▸ WHAT YOU WILL DO
Pull out every line below containing the word "LibraryIdentifier".
────────────────────
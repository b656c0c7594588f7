//! Framework and xcframework bundle layout.
//!
//! An assembled artefact is written as:
//!
//! ```text
//! <Name>.xcframework/
//!   Info.plist
//!   <os>-arm64_x86_64[-<variant>]/
//!     <Name>.framework/
//!       <Name>                  universal static library
//!       Info.plist
//!       Headers/...
//!       Modules/module.modulemap
//! ```
//!
//! Property lists are rendered as XML text in a fixed key order so the
//! bundle contents are reproducible.

use crate::artefact::headers::FlattenedHeaders;
use crate::artefact::name::ArtefactName;
use crate::error::{PackagerError, Result};
use std::fs;
use std::path::{Path, PathBuf};
use xcpack_fatbin::Architecture;

const PLIST_HEADER: &str = concat!(
    "<?xml version=\"1.0\" encoding=\"UTF-8\"?>\n",
    "<!DOCTYPE plist PUBLIC \"-//Apple//DTD PLIST 1.0//EN\" ",
    "\"http://www.apple.com/DTDs/PropertyList-1.0.dtd\">\n",
    "<plist version=\"1.0\">\n",
);
const PLIST_FOOTER: &str = "</plist>\n";

/// The platform slice an xcframework library entry targets.
#[derive(Debug, Clone, PartialEq, Eq)]
pub struct LibrarySlice {
    /// Platform identifier, such as `ios`.
    pub platform: String,
    /// Optional variant, such as `simulator`.
    pub variant: Option<String>,
    /// Architectures fused into the binary.
    pub architectures: Vec<Architecture>,
}

impl LibrarySlice {
    /// The `LibraryIdentifier`: `<os>-<arch>_<arch>[-<variant>]`, with
    /// architecture names sorted alphabetically.
    ///
    /// # Examples
    ///
    /// ```
    /// use xcpack_fatbin::Architecture;
    /// use xcpack_packager::artefact::bundle::LibrarySlice;
    ///
    /// let slice = LibrarySlice {
    ///     platform: "ios".to_owned(),
    ///     variant: Some("simulator".to_owned()),
    ///     architectures: vec![Architecture::X86_64, Architecture::Arm64],
    /// };
    /// assert_eq!(slice.identifier(), "ios-arm64_x86_64-simulator");
    /// ```
    #[must_use]
    pub fn identifier(&self) -> String {
        let mut id = format!("{}-{}", self.platform, self.architecture_names().join("_"));
        if let Some(variant) = &self.variant {
            id.push('-');
            id.push_str(variant);
        }
        id
    }

    fn architecture_names(&self) -> Vec<&'static str> {
        let mut names: Vec<&'static str> = self.architectures.iter().map(|a| a.as_str()).collect();
        names.sort_unstable();
        names.dedup();
        names
    }
}

/// Inputs for one framework bundle.
#[derive(Debug)]
pub struct FrameworkSpec<'a> {
    /// Framework name.
    pub name: &'a ArtefactName,
    /// Universal binary written at the bundle root.
    pub binary: &'a [u8],
    /// `CFBundleIdentifier`.
    pub bundle_identifier: String,
    /// `CFBundleShortVersionString` and `CFBundleVersion`.
    pub version: &'a str,
    /// `MinimumOSVersion`.
    pub minimum_os_version: &'a str,
}

/// Create `<parent>/<Name>.framework` with its binary, `Info.plist`, and
/// module map. Headers are expected to be flattened into
/// [`headers_dir`] beforehand; `headers` lists them.
///
/// # Errors
///
/// Returns [`PackagerError::Io`] when a file cannot be written.
pub fn write_framework(
    spec: &FrameworkSpec<'_>,
    headers: &FlattenedHeaders,
    parent: &Path,
) -> Result<PathBuf> {
    let root = framework_dir(parent, spec.name);
    let modules = root.join("Modules");
    fs::create_dir_all(&modules).map_err(PackagerError::io(&modules))?;

    write_file(&root.join(spec.name.as_str()), spec.binary)?;
    write_file(&root.join("Info.plist"), framework_info_plist(spec).as_bytes())?;
    write_file(
        &modules.join("module.modulemap"),
        module_map(spec.name, headers).as_bytes(),
    )?;
    Ok(root)
}

/// Path of the framework bundle under `parent`.
#[must_use]
pub fn framework_dir(parent: &Path, name: &ArtefactName) -> PathBuf {
    parent.join(name.framework_dir_name())
}

/// Path of the flattened headers inside a framework under `parent`.
#[must_use]
pub fn headers_dir(parent: &Path, name: &ArtefactName) -> PathBuf {
    framework_dir(parent, name).join("Headers")
}

/// Write the top-level `Info.plist` of an xcframework.
///
/// # Errors
///
/// Returns [`PackagerError::Io`] when the file cannot be written.
pub fn write_xcframework_info(
    xcframework: &Path,
    name: &ArtefactName,
    slice: &LibrarySlice,
) -> Result<()> {
    fs::create_dir_all(xcframework).map_err(PackagerError::io(xcframework))?;
    write_file(
        &xcframework.join("Info.plist"),
        xcframework_info_plist(name, slice).as_bytes(),
    )
}

/// Render the Clang module map for a framework.
///
/// An umbrella header named after the framework is preferred; otherwise
/// the whole `Headers` directory is the umbrella. A framework without
/// headers gets a module with no umbrella so it can still be imported for
/// linking.
#[must_use]
pub fn module_map(name: &ArtefactName, headers: &FlattenedHeaders) -> String {
    let umbrella_header = format!("{name}.h");
    let umbrella = if headers.contains(&umbrella_header) {
        Some(format!("  umbrella header \"{umbrella_header}\"\n"))
    } else if headers.is_empty() {
        None
    } else {
        Some("  umbrella \"Headers\"\n".to_owned())
    };

    let mut map = format!("framework module {name} {{\n");
    if let Some(line) = umbrella {
        map.push_str(&line);
        map.push_str("  export *\n");
        map.push_str("  module * { export * }\n");
    } else {
        map.push_str("  export *\n");
    }
    map.push_str("}\n");
    map
}

/// Render a framework's `Info.plist`.
#[must_use]
pub fn framework_info_plist(spec: &FrameworkSpec<'_>) -> String {
    let name = spec.name.as_str();
    let entries = [
        ("CFBundleDevelopmentRegion", "en"),
        ("CFBundleExecutable", name),
        ("CFBundleIdentifier", spec.bundle_identifier.as_str()),
        ("CFBundleInfoDictionaryVersion", "6.0"),
        ("CFBundleName", name),
        ("CFBundlePackageType", "FMWK"),
        ("CFBundleShortVersionString", spec.version),
        ("CFBundleVersion", spec.version),
        ("MinimumOSVersion", spec.minimum_os_version),
    ];
    let mut body = String::from("<dict>\n");
    for (key, value) in entries {
        push_string_entry(&mut body, 1, key, value);
    }
    body.push_str("</dict>\n");
    format!("{PLIST_HEADER}{body}{PLIST_FOOTER}")
}

/// Render an xcframework's `Info.plist` with a single library entry.
#[must_use]
pub fn xcframework_info_plist(name: &ArtefactName, slice: &LibrarySlice) -> String {
    let framework = name.framework_dir_name();
    let binary_path = format!("{framework}/{name}");
    let identifier = slice.identifier();

    let mut body = String::from("<dict>\n");
    push_key(&mut body, 1, "AvailableLibraries");
    body.push_str("\t<array>\n");
    body.push_str("\t\t<dict>\n");
    push_string_entry(&mut body, 3, "BinaryPath", &binary_path);
    push_string_entry(&mut body, 3, "LibraryIdentifier", &identifier);
    push_string_entry(&mut body, 3, "LibraryPath", &framework);
    push_key(&mut body, 3, "SupportedArchitectures");
    body.push_str("\t\t\t<array>\n");
    for arch in slice.architecture_names() {
        body.push_str(&format!("\t\t\t\t<string>{arch}</string>\n"));
    }
    body.push_str("\t\t\t</array>\n");
    push_string_entry(&mut body, 3, "SupportedPlatform", &slice.platform);
    if let Some(variant) = &slice.variant {
        push_string_entry(&mut body, 3, "SupportedPlatformVariant", variant);
    }
    body.push_str("\t\t</dict>\n");
    body.push_str("\t</array>\n");
    push_string_entry(&mut body, 1, "CFBundlePackageType", "XFWK");
    push_string_entry(&mut body, 1, "XCFrameworkFormatVersion", "1.0");
    body.push_str("</dict>\n");
    format!("{PLIST_HEADER}{body}{PLIST_FOOTER}")
}

fn push_key(out: &mut String, depth: usize, key: &str) {
    out.push_str(&format!("{}<key>{}</key>\n", "\t".repeat(depth), escape_xml(key)));
}

fn push_string_entry(out: &mut String, depth: usize, key: &str, value: &str) {
    push_key(out, depth, key);
    out.push_str(&format!(
        "{}<string>{}</string>\n",
        "\t".repeat(depth),
        escape_xml(value)
    ));
}

fn escape_xml(text: &str) -> String {
    let mut escaped = String::with_capacity(text.len());
    for c in text.chars() {
        match c {
            '&' => escaped.push_str("&amp;"),
            '<' => escaped.push_str("&lt;"),
            '>' => escaped.push_str("&gt;"),
            '"' => escaped.push_str("&quot;"),
            '\'' => escaped.push_str("&apos;"),
            other => escaped.push(other),
        }
    }
    escaped
}

fn write_file(path: &Path, contents: &[u8]) -> Result<()> {
    fs::write(path, contents).map_err(PackagerError::io(path))
}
────────────────────
▸ RESULT OF THIS TASK
    /// The `LibraryIdentifier`: `<os>-<arch>_<arch>[-<variant>]`, with
    push_string_entry(&mut body, 3, "LibraryIdentifier", &identifier);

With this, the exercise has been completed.